**WHAT YOU ARE ASKED TO DO**
Beginning with the first line, please repeat the entries exactly and end on the line that contains "let f = values[i];".

== DATA RECORDS

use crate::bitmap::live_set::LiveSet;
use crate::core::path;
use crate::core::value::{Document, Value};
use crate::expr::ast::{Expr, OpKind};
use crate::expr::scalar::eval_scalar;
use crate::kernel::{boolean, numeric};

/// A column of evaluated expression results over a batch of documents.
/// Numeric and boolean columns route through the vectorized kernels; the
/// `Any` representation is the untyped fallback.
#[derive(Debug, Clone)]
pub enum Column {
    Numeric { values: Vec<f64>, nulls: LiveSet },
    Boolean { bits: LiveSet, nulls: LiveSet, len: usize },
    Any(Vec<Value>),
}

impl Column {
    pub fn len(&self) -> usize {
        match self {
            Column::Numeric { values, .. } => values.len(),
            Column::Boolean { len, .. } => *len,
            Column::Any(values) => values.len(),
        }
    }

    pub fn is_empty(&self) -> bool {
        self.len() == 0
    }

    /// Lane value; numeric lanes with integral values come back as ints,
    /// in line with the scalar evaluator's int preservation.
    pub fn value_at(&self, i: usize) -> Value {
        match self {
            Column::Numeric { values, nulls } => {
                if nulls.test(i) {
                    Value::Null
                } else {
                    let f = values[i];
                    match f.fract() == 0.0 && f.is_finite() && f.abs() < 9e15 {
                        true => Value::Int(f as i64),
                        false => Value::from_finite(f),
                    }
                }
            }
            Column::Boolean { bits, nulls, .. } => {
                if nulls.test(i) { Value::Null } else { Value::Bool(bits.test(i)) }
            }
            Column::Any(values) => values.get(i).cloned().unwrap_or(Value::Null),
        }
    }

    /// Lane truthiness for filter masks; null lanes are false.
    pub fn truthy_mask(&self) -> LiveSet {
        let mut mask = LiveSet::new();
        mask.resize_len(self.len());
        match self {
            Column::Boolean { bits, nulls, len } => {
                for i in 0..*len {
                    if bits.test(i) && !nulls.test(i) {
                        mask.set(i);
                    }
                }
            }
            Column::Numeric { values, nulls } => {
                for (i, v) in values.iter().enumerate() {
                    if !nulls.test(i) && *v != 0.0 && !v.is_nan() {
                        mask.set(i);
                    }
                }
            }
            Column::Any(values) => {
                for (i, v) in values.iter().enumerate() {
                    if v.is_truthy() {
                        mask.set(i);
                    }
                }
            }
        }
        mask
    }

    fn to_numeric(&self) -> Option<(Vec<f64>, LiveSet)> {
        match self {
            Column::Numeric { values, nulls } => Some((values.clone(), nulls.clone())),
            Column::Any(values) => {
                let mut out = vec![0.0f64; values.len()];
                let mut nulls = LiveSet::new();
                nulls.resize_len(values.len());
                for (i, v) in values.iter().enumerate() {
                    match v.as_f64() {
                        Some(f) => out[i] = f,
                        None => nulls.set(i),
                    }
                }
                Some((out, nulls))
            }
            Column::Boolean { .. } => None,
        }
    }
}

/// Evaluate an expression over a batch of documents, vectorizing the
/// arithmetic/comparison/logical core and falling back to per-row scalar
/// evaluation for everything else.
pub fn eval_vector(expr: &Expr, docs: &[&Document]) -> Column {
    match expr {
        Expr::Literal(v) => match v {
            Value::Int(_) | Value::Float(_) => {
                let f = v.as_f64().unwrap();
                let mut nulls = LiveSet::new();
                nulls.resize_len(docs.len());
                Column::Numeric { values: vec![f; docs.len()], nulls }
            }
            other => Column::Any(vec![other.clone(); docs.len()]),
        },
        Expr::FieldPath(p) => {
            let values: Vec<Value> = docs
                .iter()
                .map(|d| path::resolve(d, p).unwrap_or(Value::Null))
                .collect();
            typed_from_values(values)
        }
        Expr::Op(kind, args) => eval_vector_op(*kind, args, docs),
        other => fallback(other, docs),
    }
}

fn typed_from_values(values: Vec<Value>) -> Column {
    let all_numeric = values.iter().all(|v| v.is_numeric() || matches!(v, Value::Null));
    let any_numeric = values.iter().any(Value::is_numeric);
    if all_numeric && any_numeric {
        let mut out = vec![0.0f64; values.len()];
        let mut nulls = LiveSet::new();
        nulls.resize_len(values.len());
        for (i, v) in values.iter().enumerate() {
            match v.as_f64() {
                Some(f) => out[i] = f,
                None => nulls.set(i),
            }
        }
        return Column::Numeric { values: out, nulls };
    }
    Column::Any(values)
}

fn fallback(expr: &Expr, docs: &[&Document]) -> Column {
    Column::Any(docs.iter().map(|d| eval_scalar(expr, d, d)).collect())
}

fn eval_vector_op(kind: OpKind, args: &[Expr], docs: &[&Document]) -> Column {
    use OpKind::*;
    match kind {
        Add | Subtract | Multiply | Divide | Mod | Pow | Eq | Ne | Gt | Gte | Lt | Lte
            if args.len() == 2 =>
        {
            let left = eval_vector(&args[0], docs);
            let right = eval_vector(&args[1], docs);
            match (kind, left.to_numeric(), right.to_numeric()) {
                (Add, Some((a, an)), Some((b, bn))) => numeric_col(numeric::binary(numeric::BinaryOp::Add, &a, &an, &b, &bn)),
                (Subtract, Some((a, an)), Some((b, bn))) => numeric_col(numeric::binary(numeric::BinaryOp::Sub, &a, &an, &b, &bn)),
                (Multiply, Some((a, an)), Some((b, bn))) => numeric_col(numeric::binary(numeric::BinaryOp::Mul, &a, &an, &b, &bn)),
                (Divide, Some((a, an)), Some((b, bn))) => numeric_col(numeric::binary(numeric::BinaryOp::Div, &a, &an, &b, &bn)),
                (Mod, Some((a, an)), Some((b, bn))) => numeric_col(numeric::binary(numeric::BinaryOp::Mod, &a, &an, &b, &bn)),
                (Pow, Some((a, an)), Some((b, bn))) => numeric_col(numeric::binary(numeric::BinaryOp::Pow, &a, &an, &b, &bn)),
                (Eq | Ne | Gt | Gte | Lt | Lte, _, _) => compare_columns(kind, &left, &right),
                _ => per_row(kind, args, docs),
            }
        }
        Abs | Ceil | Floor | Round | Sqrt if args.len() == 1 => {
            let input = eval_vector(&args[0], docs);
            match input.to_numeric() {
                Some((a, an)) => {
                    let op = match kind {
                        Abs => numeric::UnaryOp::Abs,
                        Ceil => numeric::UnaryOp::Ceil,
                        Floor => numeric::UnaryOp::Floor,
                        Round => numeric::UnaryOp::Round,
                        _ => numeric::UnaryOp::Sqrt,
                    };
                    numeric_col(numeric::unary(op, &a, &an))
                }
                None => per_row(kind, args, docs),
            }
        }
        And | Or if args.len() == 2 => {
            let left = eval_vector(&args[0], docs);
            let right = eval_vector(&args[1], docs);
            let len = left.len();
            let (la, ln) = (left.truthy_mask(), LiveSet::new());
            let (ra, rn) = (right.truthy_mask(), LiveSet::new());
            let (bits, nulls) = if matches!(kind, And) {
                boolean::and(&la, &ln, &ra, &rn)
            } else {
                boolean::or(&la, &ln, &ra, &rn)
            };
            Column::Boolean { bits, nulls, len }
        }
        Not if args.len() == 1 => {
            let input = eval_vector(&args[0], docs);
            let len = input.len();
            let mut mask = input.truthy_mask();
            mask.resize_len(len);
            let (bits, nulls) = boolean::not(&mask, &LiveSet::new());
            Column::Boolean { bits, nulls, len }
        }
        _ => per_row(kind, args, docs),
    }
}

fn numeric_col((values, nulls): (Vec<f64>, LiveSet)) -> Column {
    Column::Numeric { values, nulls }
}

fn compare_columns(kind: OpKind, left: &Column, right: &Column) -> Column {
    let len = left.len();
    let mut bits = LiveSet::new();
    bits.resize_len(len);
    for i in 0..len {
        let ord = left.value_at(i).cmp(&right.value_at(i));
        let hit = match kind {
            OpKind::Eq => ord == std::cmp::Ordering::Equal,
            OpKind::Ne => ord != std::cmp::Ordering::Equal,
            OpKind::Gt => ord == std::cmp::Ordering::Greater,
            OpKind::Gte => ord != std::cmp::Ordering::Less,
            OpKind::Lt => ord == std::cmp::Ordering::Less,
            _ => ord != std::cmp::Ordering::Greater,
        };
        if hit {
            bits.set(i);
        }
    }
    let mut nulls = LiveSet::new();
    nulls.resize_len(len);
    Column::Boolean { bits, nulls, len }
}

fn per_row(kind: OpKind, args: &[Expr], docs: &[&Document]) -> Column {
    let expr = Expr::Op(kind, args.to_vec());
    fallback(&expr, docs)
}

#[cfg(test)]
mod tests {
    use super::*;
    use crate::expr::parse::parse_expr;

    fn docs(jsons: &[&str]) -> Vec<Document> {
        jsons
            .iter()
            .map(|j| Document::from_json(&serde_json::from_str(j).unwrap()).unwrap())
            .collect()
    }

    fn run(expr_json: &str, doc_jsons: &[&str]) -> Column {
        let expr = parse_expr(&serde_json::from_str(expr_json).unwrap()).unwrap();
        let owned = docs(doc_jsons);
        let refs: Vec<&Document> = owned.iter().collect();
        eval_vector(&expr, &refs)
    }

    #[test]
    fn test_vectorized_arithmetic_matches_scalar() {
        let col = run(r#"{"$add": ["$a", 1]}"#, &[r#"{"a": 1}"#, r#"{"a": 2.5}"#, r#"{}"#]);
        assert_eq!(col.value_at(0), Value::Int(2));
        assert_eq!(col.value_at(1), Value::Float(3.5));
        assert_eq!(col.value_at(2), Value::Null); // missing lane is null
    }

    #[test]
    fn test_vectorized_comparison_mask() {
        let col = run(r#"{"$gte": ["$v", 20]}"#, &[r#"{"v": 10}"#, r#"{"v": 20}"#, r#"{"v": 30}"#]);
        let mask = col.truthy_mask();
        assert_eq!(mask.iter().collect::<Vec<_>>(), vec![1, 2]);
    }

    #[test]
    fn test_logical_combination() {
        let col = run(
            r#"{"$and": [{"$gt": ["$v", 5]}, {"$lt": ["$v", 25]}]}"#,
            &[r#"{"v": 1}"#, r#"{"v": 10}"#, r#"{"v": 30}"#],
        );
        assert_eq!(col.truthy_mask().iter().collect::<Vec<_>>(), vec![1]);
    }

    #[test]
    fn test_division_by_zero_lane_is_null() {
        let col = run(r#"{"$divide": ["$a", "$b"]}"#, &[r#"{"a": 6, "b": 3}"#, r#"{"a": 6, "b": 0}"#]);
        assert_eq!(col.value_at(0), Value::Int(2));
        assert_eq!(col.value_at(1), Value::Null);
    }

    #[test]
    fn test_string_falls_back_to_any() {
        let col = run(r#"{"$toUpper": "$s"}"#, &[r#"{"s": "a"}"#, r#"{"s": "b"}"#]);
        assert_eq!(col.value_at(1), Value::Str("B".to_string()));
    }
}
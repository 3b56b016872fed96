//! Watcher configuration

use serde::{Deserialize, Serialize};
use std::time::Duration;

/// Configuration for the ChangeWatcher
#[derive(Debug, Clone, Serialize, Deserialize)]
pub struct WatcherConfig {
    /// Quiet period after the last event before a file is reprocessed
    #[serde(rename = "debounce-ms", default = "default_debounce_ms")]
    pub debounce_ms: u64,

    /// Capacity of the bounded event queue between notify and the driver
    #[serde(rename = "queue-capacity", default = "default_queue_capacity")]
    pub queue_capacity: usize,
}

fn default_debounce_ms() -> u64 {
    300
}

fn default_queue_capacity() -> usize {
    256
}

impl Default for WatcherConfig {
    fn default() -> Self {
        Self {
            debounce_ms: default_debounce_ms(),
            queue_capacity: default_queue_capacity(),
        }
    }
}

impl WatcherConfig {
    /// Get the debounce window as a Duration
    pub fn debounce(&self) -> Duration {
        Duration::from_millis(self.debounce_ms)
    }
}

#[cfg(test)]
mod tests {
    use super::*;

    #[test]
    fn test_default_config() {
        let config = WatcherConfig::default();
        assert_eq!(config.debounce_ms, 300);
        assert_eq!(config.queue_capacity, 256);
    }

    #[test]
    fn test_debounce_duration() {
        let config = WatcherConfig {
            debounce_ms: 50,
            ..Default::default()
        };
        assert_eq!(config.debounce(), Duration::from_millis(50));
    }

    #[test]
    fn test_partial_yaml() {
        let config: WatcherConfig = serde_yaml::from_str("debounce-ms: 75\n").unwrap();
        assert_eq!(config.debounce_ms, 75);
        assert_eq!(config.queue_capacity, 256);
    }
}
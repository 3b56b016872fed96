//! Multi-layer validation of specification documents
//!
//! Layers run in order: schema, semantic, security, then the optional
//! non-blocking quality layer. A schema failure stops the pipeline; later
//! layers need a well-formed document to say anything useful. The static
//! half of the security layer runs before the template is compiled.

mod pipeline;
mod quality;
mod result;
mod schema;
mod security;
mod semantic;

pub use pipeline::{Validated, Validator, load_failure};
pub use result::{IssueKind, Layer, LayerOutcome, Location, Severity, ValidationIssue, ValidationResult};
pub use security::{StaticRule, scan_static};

====

**RESULT OF THIS TASK**
use crate::bitmap::live_set::LiveSet;
use crate::core::path;
use crate::core::value::{Document, Value};
use crate::expr::ast::{Expr, OpKind};
use crate::expr::scalar::eval_scalar;
use crate::kernel::{boolean, numeric};

/// A column of evaluated expression results over a batch of documents.
/// Numeric and boolean columns route through the vectorized kernels; the
/// `Any` representation is the untyped fallback.
#[derive(Debug, Clone)]
pub enum Column {
    Numeric { values: Vec<f64>, nulls: LiveSet },
    Boolean { bits: LiveSet, nulls: LiveSet, len: usize },
    Any(Vec<Value>),
}

impl Column {
    pub fn len(&self) -> usize {
        match self {
            Column::Numeric { values, .. } => values.len(),
            Column::Boolean { len, .. } => *len,
            Column::Any(values) => values.len(),
        }
    }

    pub fn is_empty(&self) -> bool {
        self.len() == 0
    }

    /// Lane value; numeric lanes with integral values come back as ints,
    /// in line with the scalar evaluator's int preservation.
    pub fn value_at(&self, i: usize) -> Value {
        match self {
            Column::Numeric { values, nulls } => {
                if nulls.test(i) {
                    Value::Null
                } else {
                    let f = values[i];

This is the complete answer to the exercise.